Appeal of the University System of New Hampshire

120 N.H. 853 | N.H. | 1980

Grimes, C.J.

In this consolidated appeal the University System of New Hampshire (university system) challenges two decisions of the Public Employee Labor Relations Board (board).

On December 5, 1979, after a rehearing, the board ruled that the Physical Plant Operations and Maintenance Department (PPOMD) of the University of New Hampshire (UNH) constituted an “appropriate bargaining unit” under RSA 273-A:8 and ordered an election. On February 22, 1980, the PPOMD elected the American Federation of State, County and Municipal Employees, AFL-CIO (AFSCME) as its bargaining representative. On the same day, the board certified the AFSCME as the exclusive bargaining representative for the PPOMD and ordered UNH to negotiate collectively with the AFSCME.

The university system appealed the board’s certification order and its order to bargain. It also filed with the board a motion to suspend negotiations until this court decided whether the PPOMD was in fact an appropriate bargaining unit. In May 1980, the board denied the motion to stay negotiations. The university system also appealed this decision. On July 9, 1980, we consolidated the two appeals and denied without prejudice a motion to suspend the board’s order to bargain.

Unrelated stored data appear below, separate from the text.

//! Rules command implementation.
//!
//! `infralint rules` lists the built-in catalog of every validator, or of
//! one kind, in application order.

use std::io::Write;

use console::style;
use serde::Serialize;

use crate::cli::args::RulesArgs;
use crate::error::Result;
use crate::lint::RuleInfo;
use crate::validator::builtin_validators;

use super::dispatcher::{Command, CommandResult};

/// The rules command implementation.
pub struct RulesCommand {
    args: RulesArgs,
    color: bool,
}

#[derive(Serialize)]
struct KindRules {
    kind: String,
    rules: Vec<RuleInfo>,
}

impl RulesCommand {
    /// Create a new rules command.
    pub fn new(args: RulesArgs) -> Self {
        Self { args, color: false }
    }

    pub fn with_color(mut self, color: bool) -> Self {
        self.color = color;
        self
    }

    fn listings(&self) -> Vec<KindRules> {
        builtin_validators()
            .iter()
            .filter(|v| self.args.kind.map_or(true, |kind| v.kind() == kind))
            .map(|v| KindRules {
                kind: v.kind().to_string(),
                rules: v.rules(),
            })
            .collect()
    }

    fn write_human(&self, listings: &[KindRules], out: &mut dyn Write) -> std::io::Result<()> {
        for (index, listing) in listings.iter().enumerate() {
            if index > 0 {
                writeln!(out)?;
            }
            if self.color {
                writeln!(out, "{}", style(&listing.kind).bold())?;
            } else {
                writeln!(out, "{}", listing.kind)?;
            }
            for rule in &listing.rules {
                writeln!(
                    out,
                    "  {:<40} {:<8} {:<14} {}",
                    rule.id.to_string(),
                    rule.severity.to_string(),
                    rule.category.to_string(),
                    rule.description
                )?;
            }
        }
        Ok(())
    }
}

impl Command for RulesCommand {
    fn execute(&self, out: &mut dyn Write) -> Result<CommandResult> {
        let listings = self.listings();

        if self.args.json {
            let json = serde_json::to_string_pretty(&listings).map_err(|e| anyhow::anyhow!(e))?;
            writeln!(out, "{}", json)?;
        } else {
            self.write_human(&listings, out)?;
        }

        Ok(CommandResult::success())
    }
}

#[cfg(test)]
mod tests {
    use super::*;
    use crate::validator::FileKind;

    fn run(args: RulesArgs) -> String {
        let mut out = Vec::new();
        let result = RulesCommand::new(args).execute(&mut out).unwrap();
        assert!(result.success);
        String::from_utf8(out).unwrap()
    }

    #[test]
    fn lists_every_kind() {
        let output = run(RulesArgs::default());

        for kind in FileKind::ALL {
            assert!(output.lines().any(|l| l == kind.as_str()), "missing {}", kind);
        }
        assert!(output.contains("dockerfile.from_required"));
        assert!(output.contains("env.missing_common"));
        assert!(output.contains("structured.syntax"));
    }

    #[test]
    fn filters_by_kind() {
        let output = run(RulesArgs {
            kind: Some(FileKind::Env),
            json: false,
        });

        assert!(output.starts_with("env\n"));
        assert!(!output.contains("dockerfile."));
        assert!(output.contains("env.duplicate_key"));
    }

    #[test]
    fn json_listing_keeps_catalog_order() {
        let output = run(RulesArgs {
            kind: Some(FileKind::Makefile),
            json: true,
        });

        let json: serde_json::Value = serde_json::from_str(&output).unwrap();
        let rules = json[0]["rules"].as_array().unwrap();
        assert_eq!(json[0]["kind"], "makefile");
        assert_eq!(rules.len(), 15);
        assert_eq!(rules[0]["id"], "makefile.conventional_target");
        assert_eq!(rules[14]["severity"], "error");
    }
}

In deciding that the PPOMD was “the appropriate bargaining unit” for collective bargaining purposes, the board made the following findings of fact. The PPOMD employees serve UNH “as its support staff in the areas of carpentry, maintenance, electrical, and other functions as independent contractors hired by individual departments of the university on a contract basis to make repairs, provide service, evaluate physical needs and the like. They operate out of a common area and do not have offices in all of the areas where they work but rather go to those areas when needed. . . .” The PPOMD is considered one of UNH’s major budgetary units; it has a departmental newsletter, departmental social events, uniforms and decals, and some degree of departmental esprit de corps. More often than not, the job classifications of PPOMD employees are unique to that department and are not shared by other university departments.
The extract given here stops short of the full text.